British American Assurance Company denied alleging that: property covered by the policy to H. W. Peabody & Co. to secure certain indebtedness due and owing to said company interest in certain of the goods covered by the said policy is trasnferred to Macke to secure certain obligations assumed by Macke and on behalf of Bachrach willfully placed a gasoline can containing 10 gallons of gasoline close to the insured goods made no proof of the loss with the time required by the condition RTC: British American Assurance Company liable to bACHRACH

ISSUE: W/N Bachrach can claim

HELD: YES. lower court affirmed

keeping of inflammable oils on the premises, though prohibited by the policy, does not void it if such keeping is incidental to the business It may be added that there was no provision in the policy prohibiting the keeping of paints and varnishes upon the premises where the insured property was stored. If the company intended to rely upon a condition of that character, it ought to have been plainly expressed in the policy.

alienation clause - forfeiture if the interest in the property pass from the insured there is no alienation within the meaning of the insurance law until the mortgage acquires a right to take possession by default under the terms of the mortgage. No such right is claimed to have accrued in the case at bar, and the alienation clause is therefore inapplicable.

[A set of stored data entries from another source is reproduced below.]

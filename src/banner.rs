// src/banner.rs
use image::RgbImage;
use tracing::debug;

use crate::assets;
use crate::draw::{self, DrawError, VectorLayer};
use crate::font::{self, FontHandle};

const LEFT_MARGIN: f64 = 30.0;
const TAGLINE_GAP: f64 = 12.0;

/// Render one finished banner. Pure function of the dimensions: base fill,
/// gradient, wave band, title and tagline, accent shapes.
pub fn render(width: u32, height: u32) -> Result<RgbImage, DrawError> {
    let h = height as f64;

    let mut canvas = RgbImage::from_pixel(width, height, assets::BASE_FILL);
    draw::fill_gradient(&mut canvas, assets::GRADIENT_TOP, assets::GRADIENT_BOTTOM);

    let mut waves = VectorLayer::new(width, height)?;
    let stroke_width = (height / 24) as f32;
    waves.stroke_polyline(
        &wave_points(width, height, 16.0),
        assets::WAVE_PRIMARY,
        stroke_width,
        false,
    )?;
    waves.stroke_polyline(
        &wave_points(width, height, -10.0),
        assets::WAVE_SECONDARY,
        stroke_width,
        false,
    )?;
    waves.composite_onto(&mut canvas);

    // Each canvas resolves its own fonts; sizes truncate like the geometry.
    let title_font = font::resolve((h * 0.24) as u32 as f32);
    let tagline_font = font::resolve((h * 0.10) as u32 as f32);
    let layout = text_layout(height, &title_font);
    debug!(width, height, title_ink = layout.title_ink, "text block laid out");
    title_font.draw(
        &mut canvas,
        layout.title.0,
        layout.title.1,
        assets::TITLE,
        assets::TITLE_COLOR,
    );
    tagline_font.draw(
        &mut canvas,
        layout.tagline.0,
        layout.tagline.1,
        assets::TAGLINE,
        assets::TAGLINE_COLOR,
    );

    let mut accents = VectorLayer::new(width, height)?;
    let rect = accent_box(width, height);
    accents.stroke_rect(rect, assets::ACCENT_OUTLINE, 5.0)?;
    accents.stroke_polyline(&info_path(rect), assets::ACCENT_PATH, 3.0, true)?;
    accents.composite_onto(&mut canvas);

    Ok(canvas)
}

struct TextLayout {
    title: (f64, f64),
    tagline: (f64, f64),
    title_ink: f64,
}

/// The tagline hangs off the measured title height, so layout survives a
/// fallback to the built-in face.
fn text_layout(height: u32, title_font: &FontHandle) -> TextLayout {
    let title_y = height as f64 * 0.35;
    let title_ink = title_font.ink_height(assets::TITLE);
    TextLayout {
        title: (LEFT_MARGIN, title_y),
        tagline: (LEFT_MARGIN, title_y + title_ink + TAGLINE_GAP),
        title_ink,
    }
}

/// Five control points sketching the wave band across the full width.
fn wave_points(width: u32, height: u32, offset: f64) -> [(f64, f64); 5] {
    let (w, h) = (width as f64, height as f64);
    [
        (0.0, h * 0.55 + offset),
        (w * 0.15, h * 0.45 + offset),
        (w * 0.35, h * 0.60 + offset),
        (w * 0.55, h * 0.50 + offset),
        (w, h * 0.56 + offset),
    ]
}

/// Accent rectangle over the right side of the canvas, corners truncated
/// to whole pixels.
fn accent_box(width: u32, height: u32) -> (f64, f64, f64, f64) {
    let (w, h) = (width as f64, height as f64);
    let x0 = (width - (w * 0.35) as u32) as f64;
    let y0 = (h * 0.15) as u32 as f64;
    let x1 = (width - (w * 0.06) as u32) as f64;
    let y1 = (h * 0.75) as u32 as f64;
    (x0, y0, x1, y1)
}

/// Four-point flourish derived from the accent rectangle's corners.
fn info_path((x0, y0, x1, y1): (f64, f64, f64, f64)) -> [(f64, f64); 4] {
    [
        (x0 + 10.0, y0 + 10.0),
        (x0 + 80.0, y0 + 80.0),
        (x1 - 10.0, y0 + 30.0),
        (x1 - 60.0, y1 - 20.0),
    ]
}
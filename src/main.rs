mod assets;
mod banner;
mod draw;
mod font;
mod minifont;

use anyhow::Context as _;
use tracing::info;

fn main() -> anyhow::Result<()> {
    tracing_subscriber::fmt()
        .with_max_level(tracing::Level::INFO)
        .init();

    for spec in &assets::ASSETS {
        let img = banner::render(spec.width, spec.height)
            .with_context(|| format!("render {}x{} banner", spec.width, spec.height))?;
        img.save(spec.path)
            .with_context(|| format!("write '{}'", spec.path))?;
        info!(
            path = spec.path,
            width = spec.width,
            height = spec.height,
            "banner written"
        );
    }
    Ok(())
}
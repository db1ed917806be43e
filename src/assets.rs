//! Fixed configuration for the asset run: target canvases, palette,
//! branding copy and the font fallback chain. Static data only.

use image::Rgb;

/// One target canvas: dimensions plus where the finished PNG lands.
pub struct AssetSpec {
    pub width: u32,
    pub height: u32,
    pub path: &'static str,
}

/// The two images the run produces, processed in order.
pub const ASSETS: [AssetSpec; 2] = [
    AssetSpec {
        width: 1280,
        height: 320,
        path: "github-header.png",
    },
    AssetSpec {
        width: 1200,
        height: 630,
        path: "og-image.png",
    },
];

pub const TITLE: &str = "CoralLedger Blue";
pub const TAGLINE: &str = "Marine Intelligence for the Bahamas Blue Economy";

/// Candidate font files, tried in order; heaviest preferred face first.
pub const FONT_CANDIDATES: [&str; 3] = [
    "/usr/share/fonts/truetype/dejavu/DejaVuSans-Bold.ttf",
    "/usr/share/fonts/truetype/liberation/LiberationSans-Bold.ttf",
    "/usr/share/fonts/truetype/freefont/FreeSansBold.ttf",
];

/// Base fill behind the gradient (#031226).
pub const BASE_FILL: Rgb<u8> = Rgb([3, 18, 38]);

pub const GRADIENT_TOP: Rgb<u8> = Rgb([14, 27, 56]);
pub const GRADIENT_BOTTOM: Rgb<u8> = Rgb([190, 132, 190]);

pub const WAVE_PRIMARY: Rgb<u8> = Rgb([24, 150, 210]);
pub const WAVE_SECONDARY: Rgb<u8> = Rgb([40, 221, 255]);

/// Title text (#F4FBFF) and tagline text (#D7EBFF).
pub const TITLE_COLOR: Rgb<u8> = Rgb([244, 251, 255]);
pub const TAGLINE_COLOR: Rgb<u8> = Rgb([215, 235, 255]);

/// Accent rectangle outline (#00C5A1) and inset polygon (#2EE3FF).
pub const ACCENT_OUTLINE: Rgb<u8> = Rgb([0, 197, 161]);
pub const ACCENT_PATH: Rgb<u8> = Rgb([46, 227, 255]);
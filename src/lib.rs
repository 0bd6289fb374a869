#![warn(missing_debug_implementations, rust_2018_idioms, missing_docs)]
#![doc = include_str!("../README.md")]

/// Module containing the APIs for the JVM class-file elements.
pub mod jvm;
#[cfg(test)]
mod tests {
    use proptest::prelude::*;

    use super::*;
    use crate::jvm::runtime::ObjectHandle;
    use crate::jvm::symbols::JavaString;

    fn pool_bytes(count: u16, body: &[u8]) -> Vec<u8> {
        let mut bytes = count.to_be_bytes().to_vec();
        bytes.extend_from_slice(body);
        bytes
    }

    fn utf8_entry(text: &str) -> Vec<u8> {
        let payload = cesu8::to_java_cesu8(text);
        let mut bytes = vec![1];
        bytes.extend(u16::try_from(payload.len()).unwrap().to_be_bytes());
        bytes.extend_from_slice(&payload);
        bytes
    }

    #[test]
    fn pool_size_zero_is_rejected_before_decoding() {
        let bytes = pool_bytes(0, &[]);
        let mut reader = bytes.as_slice();
        let mut parser = ParserContext::new(61, 0);
        let symbols = SymbolTable::new();
        let err = ConstantPool::parse(&mut reader, &mut parser, &symbols, None).unwrap_err();
        assert!(matches!(err, FormatError::InvalidPoolSize(0)));
    }

    #[test]
    fn unknown_tag_names_the_offending_index() {
        let mut body = vec![3];
        body.extend(1i32.to_be_bytes());
        body.push(2); // tag 2 is not defined
        let bytes = pool_bytes(3, &body);
        let mut reader = bytes.as_slice();
        let mut parser = ParserContext::new(61, 0);
        let symbols = SymbolTable::new();
        let err = ConstantPool::parse(&mut reader, &mut parser, &symbols, None).unwrap_err();
        assert!(matches!(err, FormatError::UnknownTag { tag: 2, index: 2 }));
    }

    #[test]
    fn truncated_stream_is_a_read_failure() {
        let bytes = pool_bytes(2, &[3, 0, 0]); // Integer with a short payload
        let mut reader = bytes.as_slice();
        let mut parser = ParserContext::new(61, 0);
        let symbols = SymbolTable::new();
        let err = ConstantPool::parse(&mut reader, &mut parser, &symbols, None).unwrap_err();
        assert!(matches!(err, FormatError::ReadFail(_)));
    }

    #[test]
    fn wide_entry_without_room_for_its_shadow_slot_fails() {
        let mut body = vec![5];
        body.extend(7i64.to_be_bytes());
        let bytes = pool_bytes(2, &body);
        let mut reader = bytes.as_slice();
        let mut parser = ParserContext::new(61, 0);
        let symbols = SymbolTable::new();
        let err = ConstantPool::parse(&mut reader, &mut parser, &symbols, None).unwrap_err();
        assert!(matches!(err, FormatError::InvalidWideIndex(1)));
    }

    #[test]
    fn invoke_dynamic_family_requires_major_version_51() {
        let body = [15, 6, 0, 4];
        let bytes = pool_bytes(2, &body);
        let mut reader = bytes.as_slice();
        let mut parser = ParserContext::new(50, 0);
        let symbols = SymbolTable::new();
        let err = ConstantPool::parse(&mut reader, &mut parser, &symbols, None).unwrap_err();
        assert!(matches!(
            err,
            FormatError::UnsupportedTagVersion {
                tag: Tag::MethodHandle,
                major: 50,
                minor: 0,
            }
        ));

        let mut reader = bytes.as_slice();
        let mut parser = ParserContext::new(51, 0);
        assert!(ConstantPool::parse(&mut reader, &mut parser, &symbols, None).is_ok());
    }

    #[test]
    fn dynamic_constants_require_major_version_55() {
        let body = [17, 0, 3, 0, 9];
        let bytes = pool_bytes(2, &body);
        let mut reader = bytes.as_slice();
        let mut parser = ParserContext::new(54, 0);
        let symbols = SymbolTable::new();
        let err = ConstantPool::parse(&mut reader, &mut parser, &symbols, None).unwrap_err();
        assert!(matches!(
            err,
            FormatError::UnsupportedTagVersion { tag: Tag::Dynamic, .. }
        ));
    }

    #[test]
    fn bootstrap_method_attr_indices_are_tracked() {
        let mut body = vec![18, 0, 3, 0, 9];
        body.extend([17, 0, 8, 0, 9]);
        body.extend([18, 0, 5, 0, 9]);
        let bytes = pool_bytes(4, &body);
        let mut reader = bytes.as_slice();
        let mut parser = ParserContext::new(55, 0);
        let symbols = SymbolTable::new();
        ConstantPool::parse(&mut reader, &mut parser, &symbols, None).unwrap();
        assert_eq!(parser.max_bootstrap_method_attr_index(), Some(8));
    }

    #[test]
    fn module_and_package_tags_are_rejected_by_the_default_policy() {
        let body = [19, 0, 2];
        let bytes = pool_bytes(2, &body);
        let mut reader = bytes.as_slice();
        let mut parser = ParserContext::new(61, 0);
        let symbols = SymbolTable::new();
        let err = ConstantPool::parse(&mut reader, &mut parser, &symbols, None).unwrap_err();
        assert!(matches!(err, FormatError::UnexpectedTag(Tag::Module)));
    }

    #[test]
    fn utf8_entries_are_counted_and_interned() {
        let mut body = utf8_entry("dup");
        body.extend(utf8_entry("dup"));
        let bytes = pool_bytes(3, &body);
        let mut reader = bytes.as_slice();
        let mut parser = ParserContext::new(61, 0);
        let symbols = SymbolTable::new();
        let pool = ConstantPool::parse(&mut reader, &mut parser, &symbols, None).unwrap();
        assert_eq!(symbols.utf8_entry_count(), 2);
        assert_eq!(symbols.len(), 1);
        let first = pool.utf8_at(1, None).unwrap();
        let second = pool.utf8_at(2, None).unwrap();
        assert!(first.ptr_eq(&second));
    }

    #[test]
    fn patches_override_payloads_without_moving_the_cursor() {
        let mut body = vec![7, 0, 3]; // Class -> name at 3
        body.push(8);
        body.extend([0u8, 3]); // String -> utf8 at 3
        body.extend(utf8_entry("Marker"));
        body.push(3);
        body.extend(11i32.to_be_bytes());
        body.push(5);
        body.extend(22i64.to_be_bytes());
        let bytes = pool_bytes(7, &body);
        let symbols = SymbolTable::new();

        let mut plain_reader = bytes.as_slice();
        let mut parser = ParserContext::new(61, 0);
        let plain = ConstantPool::parse(&mut plain_reader, &mut parser, &symbols, None).unwrap();

        let class_mirror = ObjectHandle::new("a loaded class");
        let string_object = ObjectHandle::new("a runtime string");
        let patches = vec![
            None,
            Some(Patch::Class(class_mirror.clone())),
            Some(Patch::String(string_object.clone())),
            None,
            Some(Patch::Integer(99)),
            Some(Patch::Long(-1)),
        ];
        let mut patched_reader = bytes.as_slice();
        let patched =
            ConstantPool::parse(&mut patched_reader, &mut parser, &symbols, Some(&patches))
                .unwrap();

        // Identical cursor advancement with and without the patch table.
        assert_eq!(plain_reader.len(), patched_reader.len());
        assert_eq!(plain.len(), patched.len());

        assert_eq!(plain.int_at(4, None).unwrap(), 11);
        assert_eq!(patched.int_at(4, None).unwrap(), 99);
        assert_eq!(plain.long_at(5, None).unwrap(), 22);
        assert_eq!(patched.long_at(5, None).unwrap(), -1);

        let ClassConstant::Resolved(resolved) = patched.class_at(1, None).unwrap() else {
            panic!("expected a pre-resolved class");
        };
        assert!(resolved.ptr_eq(&class_mirror));
        assert!(matches!(
            plain.class_at(1, None).unwrap(),
            ClassConstant::Index { name_index: 3 }
        ));

        let StringConstant::Resolved(resolved) = patched.string_constant_at(2).unwrap() else {
            panic!("expected a pre-resolved string");
        };
        assert!(resolved.ptr_eq(&string_object));
    }

    #[test]
    fn class_name_patches_are_interned() {
        let body = [7u8, 0, 9];
        let bytes = pool_bytes(2, &body);
        let symbols = SymbolTable::new();
        let patches = vec![
            None,
            Some(Patch::ClassName(JavaString::from("com/example/Synthetic"))),
        ];
        let mut reader = bytes.as_slice();
        let mut parser = ParserContext::new(61, 0);
        let pool = ConstantPool::parse(&mut reader, &mut parser, &symbols, Some(&patches)).unwrap();
        let ClassConstant::WithName(name) = pool.class_at(1, None).unwrap() else {
            panic!("expected a name-based pre-resolved class");
        };
        assert!(name.ptr_eq(&symbols.get_or_intern(b"com/example/Synthetic")));
    }

    #[test]
    fn mismatched_patch_kind_is_rejected() {
        let mut body = vec![3];
        body.extend(1i32.to_be_bytes());
        let bytes = pool_bytes(2, &body);
        let symbols = SymbolTable::new();
        let patches = vec![None, Some(Patch::Float(1.0))];
        let mut reader = bytes.as_slice();
        let mut parser = ParserContext::new(61, 0);
        let err = ConstantPool::parse(&mut reader, &mut parser, &symbols, Some(&patches))
            .unwrap_err();
        assert!(matches!(
            err,
            FormatError::IncompatiblePatch {
                index: 1,
                tag: Tag::Integer,
            }
        ));
    }

    #[test]
    fn short_patch_tables_leave_later_slots_untouched() {
        let mut body = vec![3];
        body.extend(5i32.to_be_bytes());
        body.push(3);
        body.extend(6i32.to_be_bytes());
        let bytes = pool_bytes(3, &body);
        let symbols = SymbolTable::new();
        let patches = vec![None, Some(Patch::Integer(50))];
        let mut reader = bytes.as_slice();
        let mut parser = ParserContext::new(61, 0);
        let pool = ConstantPool::parse(&mut reader, &mut parser, &symbols, Some(&patches)).unwrap();
        assert_eq!(pool.int_at(1, None).unwrap(), 50);
        assert_eq!(pool.int_at(2, None).unwrap(), 6);
    }

    fn arb_entry_bytes() -> impl Strategy<Value = Vec<u8>> {
        prop_oneof![
            any::<i32>().prop_map(|it| {
                let mut bytes = vec![3];
                bytes.extend(it.to_be_bytes());
                bytes
            }),
            any::<f32>().prop_map(|it| {
                let mut bytes = vec![4];
                bytes.extend(it.to_be_bytes());
                bytes
            }),
            any::<i64>().prop_map(|it| {
                let mut bytes = vec![5];
                bytes.extend(it.to_be_bytes());
                bytes
            }),
            any::<f64>().prop_map(|it| {
                let mut bytes = vec![6];
                bytes.extend(it.to_be_bytes());
                bytes
            }),
            any::<u16>().prop_map(|it| {
                let mut bytes = vec![7];
                bytes.extend(it.to_be_bytes());
                bytes
            }),
            any::<u16>().prop_map(|it| {
                let mut bytes = vec![8];
                bytes.extend(it.to_be_bytes());
                bytes
            }),
            (9u8..=12, any::<u16>(), any::<u16>()).prop_map(|(tag, first, second)| {
                let mut bytes = vec![tag];
                bytes.extend(first.to_be_bytes());
                bytes.extend(second.to_be_bytes());
                bytes
            }),
            "[a-zA-Z0-9/$<>()\\[;]{0,24}".prop_map(|it| utf8_entry(&it)),
            (1u8..=9, any::<u16>()).prop_map(|(kind, reference)| {
                let mut bytes = vec![15, kind];
                bytes.extend(reference.to_be_bytes());
                bytes
            }),
            any::<u16>().prop_map(|it| {
                let mut bytes = vec![16];
                bytes.extend(it.to_be_bytes());
                bytes
            }),
            (17u8..=18, any::<u16>(), any::<u16>()).prop_map(|(tag, bsm, nat)| {
                let mut bytes = vec![tag];
                bytes.extend(bsm.to_be_bytes());
                bytes.extend(nat.to_be_bytes());
                bytes
            }),
        ]
    }

    prop_compose! {
        fn arb_constant_pool_bytes()(
            entries in prop::collection::vec(arb_entry_bytes(), 1..=50)
        ) -> (u16, Vec<u8>) {
            let mut count: u16 = 1;
            for entry in &entries {
                count += match entry.first() {
                    Some(5 | 6) => 2,
                    _ => 1,
                };
            }
            let bytes = entries.into_iter().flatten().collect();
            (count, bytes)
        }
    }

    proptest! {

        #[test]
        fn parse_consumes_exactly_the_pool_bytes((count, bytes) in arb_constant_pool_bytes()) {
            let image = pool_bytes(count, &bytes);
            let mut reader = image.as_slice();
            let mut parser = ParserContext::new(61, 0);
            let symbols = SymbolTable::new();
            let pool = ConstantPool::parse(&mut reader, &mut parser, &symbols, None);
            prop_assert!(pool.is_ok());
            prop_assert!(reader.is_empty());
            prop_assert_eq!(pool.unwrap().len(), usize::from(count));
        }

        #[test]
        fn parse_fails_on_overstated_count((count, bytes) in arb_constant_pool_bytes()) {
            let image = pool_bytes(count + 1, &bytes);
            let mut reader = image.as_slice();
            let mut parser = ParserContext::new(61, 0);
            let symbols = SymbolTable::new();
            prop_assert!(ConstantPool::parse(&mut reader, &mut parser, &symbols, None).is_err());
        }
    }
}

we can not find that there is a preponderance of evidence showing that the plaintiff did actually set fire or cause fire to be set to the goods in question

It does not positively appear of record that the automobile in question was not included in the other policies. It does appear that the automobile was saved and was considered as a part of the salvaged. It is alleged that the salvage amounted to P4,000, including the automobile. This amount (P4,000) was distributed among the different insurers and the amount of their responsibility was proportionately reduced. The defendant and appellant in the present case made no objection at any time in the lower court to that distribution of the salvage. The claim is now made for the first time.